─── Supplied information

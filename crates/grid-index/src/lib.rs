//! Containing-cell spatial indexes for curvilinear grids.
//!
//! Four interchangeable variants implement [`SpatialIndex`]:
//!
//! | Kind | Build | Query | Exact? |
//! |------|-------|-------|--------|
//! | [`LookupTable`] | O(table) | O(1) array read | no, resolution bounded |
//! | [`KdTreeIndex`] | O(n log n) | k nearest centroids + polygon test | yes, or `None` |
//! | [`PriorityRTree`] | O(n log n) bulk load | rectangle search + polygon test | yes |
//! | [`DynamicRTree`] | O(n log n) inserts | rectangle search + polygon test | yes |
//!
//! # Architecture
//!
//! ```text
//! request (grid coords, kind)
//!      │
//!      ▼
//! IndexCache::load_grid ──► interned Arc<CurvilinearGrid>
//!      │
//!      ▼
//! IndexCache::get_or_build(grid, kind)
//!      │
//!      ├─► built?  read lock, clone Arc, done
//!      │
//!      └─► per-key build lock ──► build_index ──► insert
//!                                      │
//!                                      ▼
//!                         Arc<dyn SpatialIndex>::nearest_cell(lon, lat)
//! ```
//!
//! Points lying exactly on a shared cell edge resolve to the cell with the
//! lowest linear index `j * ni + i`, whichever variant is used.

pub mod cache;
pub mod config;
pub mod error;
pub mod index;
pub mod kdtree;
pub mod lut;
pub mod rtree;

pub use cache::{IndexCache, IndexCacheStats};
pub use config::{IndexConfig, IndexKind, KdTreeParams};
pub use error::{IndexBuildError, Result};
pub use index::{build_index, SpatialIndex};
pub use kdtree::{KdTree, KdTreeIndex};
pub use lut::LookupTable;
pub use rtree::{DynamicRTree, PriorityRTree, RTREE_BRANCH_FACTOR};
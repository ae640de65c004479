//! Integration tests for the shared index cache.

use std::sync::Arc;
use std::thread;

use grid_index::{IndexBuildError, IndexCache, IndexConfig, IndexKind, KdTreeParams};
use test_utils::{rectilinear_coords, rotated_coords};

#[test]
fn test_concurrent_requests_build_once() {
    let cache = IndexCache::new(IndexConfig::default());
    let grid = cache.load_grid(rotated_coords(200, 150, (0.0, 0.0), 0.1, 10.0));

    let indexes: Vec<_> = thread::scope(|scope| {
        let handles: Vec<_> = (0..8)
            .map(|_| scope.spawn(|| cache.get_or_build(&grid, IndexKind::PriorityRTree).unwrap()))
            .collect();
        handles.into_iter().map(|h| h.join().unwrap()).collect()
    });

    for index in &indexes[1..] {
        assert!(Arc::ptr_eq(&indexes[0], index));
    }
    let stats = cache.stats();
    assert_eq!(stats.builds, 1);
    assert_eq!(stats.misses, 1);
    assert_eq!(stats.hits, 7);
}

#[test]
fn test_concurrent_load_grid_interns_once() {
    let cache = IndexCache::default();
    let grids: Vec<_> = thread::scope(|scope| {
        let handles: Vec<_> = (0..4)
            .map(|_| scope.spawn(|| cache.load_grid(rectilinear_coords(50, 40, 0.0, 0.0, 0.5, 0.5))))
            .collect();
        handles.into_iter().map(|h| h.join().unwrap()).collect()
    });
    for grid in &grids[1..] {
        assert!(Arc::ptr_eq(&grids[0], grid));
    }
    assert_eq!(cache.stats().grids, 1);
}

#[test]
fn test_failed_build_does_not_poison_cache() {
    let config = IndexConfig {
        lut_resolution: 0.001,
        max_lut_points: 1000,
        kdtree: None,
    };
    let cache = IndexCache::new(config);
    let grid = cache.load_grid(rectilinear_coords(10, 10, 0.0, 0.0, 1.0, 1.0));

    for attempt in 1..=2 {
        let err = cache.get_or_build(&grid, IndexKind::LookupTable).unwrap_err();
        assert!(matches!(err, IndexBuildError::TooLarge { limit: 1000, .. }));
        assert_eq!(cache.stats().failed_builds, attempt);
    }
    assert!(cache.is_empty());

    // Other variants of the same grid are unaffected
    let index = cache.get_or_build(&grid, IndexKind::DynamicRTree).unwrap();
    assert_eq!(index.nearest_cell(4.2, 7.9), Some((4, 8)));
}

#[test]
fn test_concurrent_failed_builds_retry_on_one_gate() {
    let config = IndexConfig {
        lut_resolution: 0.001,
        max_lut_points: 1000,
        kdtree: None,
    };
    let cache = IndexCache::new(config);
    let grid = cache.load_grid(rectilinear_coords(10, 10, 0.0, 0.0, 1.0, 1.0));

    let failures = thread::scope(|scope| {
        let handles: Vec<_> = (0..6)
            .map(|_| scope.spawn(|| cache.get_or_build(&grid, IndexKind::LookupTable).is_err()))
            .collect();
        handles
            .into_iter()
            .map(|h| h.join().unwrap())
            .filter(|&failed| failed)
            .count()
    });
    assert_eq!(failures, 6);

    // Every caller retried in turn; none saw a half-registered index
    let stats = cache.stats();
    assert_eq!(stats.failed_builds, 6);
    assert_eq!(stats.misses, 6);
    assert_eq!(stats.builds, 0);
    assert!(cache.get(&grid, IndexKind::LookupTable).is_none());

    let indexes: Vec<_> = thread::scope(|scope| {
        let handles: Vec<_> = (0..6)
            .map(|_| scope.spawn(|| cache.get_or_build(&grid, IndexKind::PriorityRTree).unwrap()))
            .collect();
        handles.into_iter().map(|h| h.join().unwrap()).collect()
    });
    for index in &indexes[1..] {
        assert!(Arc::ptr_eq(&indexes[0], index));
    }
    assert_eq!(cache.stats().builds, 1);
}

#[test]
fn test_kdtree_through_cache_with_explicit_params() {
    let params = KdTreeParams {
        nominal_resolution: 0.1,
        expansion_factor: 2.0,
        max_distance: 1.0,
        max_iterations: 10,
        k: 6,
    };
    let cache = IndexCache::new(IndexConfig {
        kdtree: Some(params),
        ..Default::default()
    });
    let grid = cache.load_grid(rectilinear_coords(20, 20, -5.0, -5.0, 0.5, 0.5));
    let index = cache.get_or_build(&grid, IndexKind::KdTree).unwrap();
    assert_eq!(index.kind(), IndexKind::KdTree);
    assert_eq!(index.nearest_cell(-4.9, -5.1), Some((0, 0)));
    assert_eq!(index.nearest_cell(4.6, 4.4), Some((19, 19)));

    cache.clear();
    assert!(cache.is_empty());
    assert_eq!(cache.stats().grids, 0);
}
//! Benchmark CLI for containing-cell indexes and read strategies.

use std::path::PathBuf;

use anyhow::Result;
use clap::{Parser, Subcommand};
use tracing::{info, Level};
use tracing_subscriber::FmtSubscriber;

use index_bench::{run_scenario, tune_kdtree, ResultsReport, Scenario};

#[derive(Parser)]
#[command(name = "index-bench")]
#[command(about = "Compare spatial index variants and read strategies on synthetic grids", long_about = None)]
struct Cli {
    #[command(subcommand)]
    command: Commands,

    /// Log level
    #[arg(long, default_value = "warn", global = true)]
    log_level: String,

    /// Emit logs as JSON
    #[arg(long, global = true)]
    json_logs: bool,
}

#[derive(Subcommand)]
enum Commands {
    /// Run a benchmark scenario
    Run {
        /// Path to scenario YAML file
        #[arg(short, long)]
        scenario: PathBuf,

        /// Override the number of query points
        #[arg(short, long)]
        queries: Option<usize>,

        /// Output format: table (default), json
        #[arg(short, long, default_value = "table")]
        output: String,
    },

    /// Sweep KD-tree k and expansion factor against the priority R-tree
    Tune {
        /// Path to scenario YAML file
        #[arg(short, long)]
        scenario: PathBuf,

        /// Candidate counts to try
        #[arg(short, long, value_delimiter = ',', default_value = "1,4,8,16")]
        k: Vec<usize>,

        /// Radius expansion factors to try
        #[arg(short, long, value_delimiter = ',', default_value = "1.5,2.0,3.5")]
        expansion: Vec<f64>,

        /// Output format: table (default), json
        #[arg(short, long, default_value = "table")]
        output: String,
    },
}

fn init_tracing(log_level: &str, json: bool) -> Result<()> {
    let level = match log_level.to_lowercase().as_str() {
        "trace" => Level::TRACE,
        "debug" => Level::DEBUG,
        "info" => Level::INFO,
        "warn" => Level::WARN,
        "error" => Level::ERROR,
        _ => Level::WARN,
    };

    let builder = FmtSubscriber::builder()
        .with_max_level(level)
        .with_target(true)
        .with_writer(std::io::stderr);
    if json {
        tracing::subscriber::set_global_default(builder.json().finish())?;
    } else {
        tracing::subscriber::set_global_default(builder.finish())?;
    }
    Ok(())
}

fn load_scenario(path: &PathBuf) -> Result<Scenario> {
    let scenario = Scenario::from_file(path)?;
    scenario.validate()?;
    info!(name = %scenario.name, path = %path.display(), "Loaded scenario");
    Ok(scenario)
}

fn main() -> Result<()> {
    let cli = Cli::parse();
    init_tracing(&cli.log_level, cli.json_logs)?;

    match cli.command {
        Commands::Run {
            scenario,
            queries,
            output,
        } => {
            let mut scenario = load_scenario(&scenario)?;
            if let Some(q) = queries {
                scenario.queries = q;
            }
            scenario.validate()?;

            let results = run_scenario(&scenario)?;
            match output.as_str() {
                "json" => println!("{}", ResultsReport::format_json(&results)?),
                _ => println!("{}", ResultsReport::format_table(&results)),
            }
        }
        Commands::Tune {
            scenario,
            k,
            expansion,
            output,
        } => {
            let scenario = load_scenario(&scenario)?;
            let results = tune_kdtree(&scenario, &k, &expansion)?;
            match output.as_str() {
                "json" => println!("{}", ResultsReport::format_json(&results)?),
                _ => println!("{}", ResultsReport::format_tune_table(&results)),
            }
        }
    }

    Ok(())
}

──────

#### [Task prompt]
Return a copy of each line in the entries that carries the string "polygon".

#### [Exercise response]
//! | [`KdTreeIndex`] | O(n log n) | k nearest centroids + polygon test | yes, or `None` |
//! | [`PriorityRTree`] | O(n log n) bulk load | rectangle search + polygon test | yes |
//! | [`DynamicRTree`] | O(n log n) inserts | rectangle search + polygon test | yes |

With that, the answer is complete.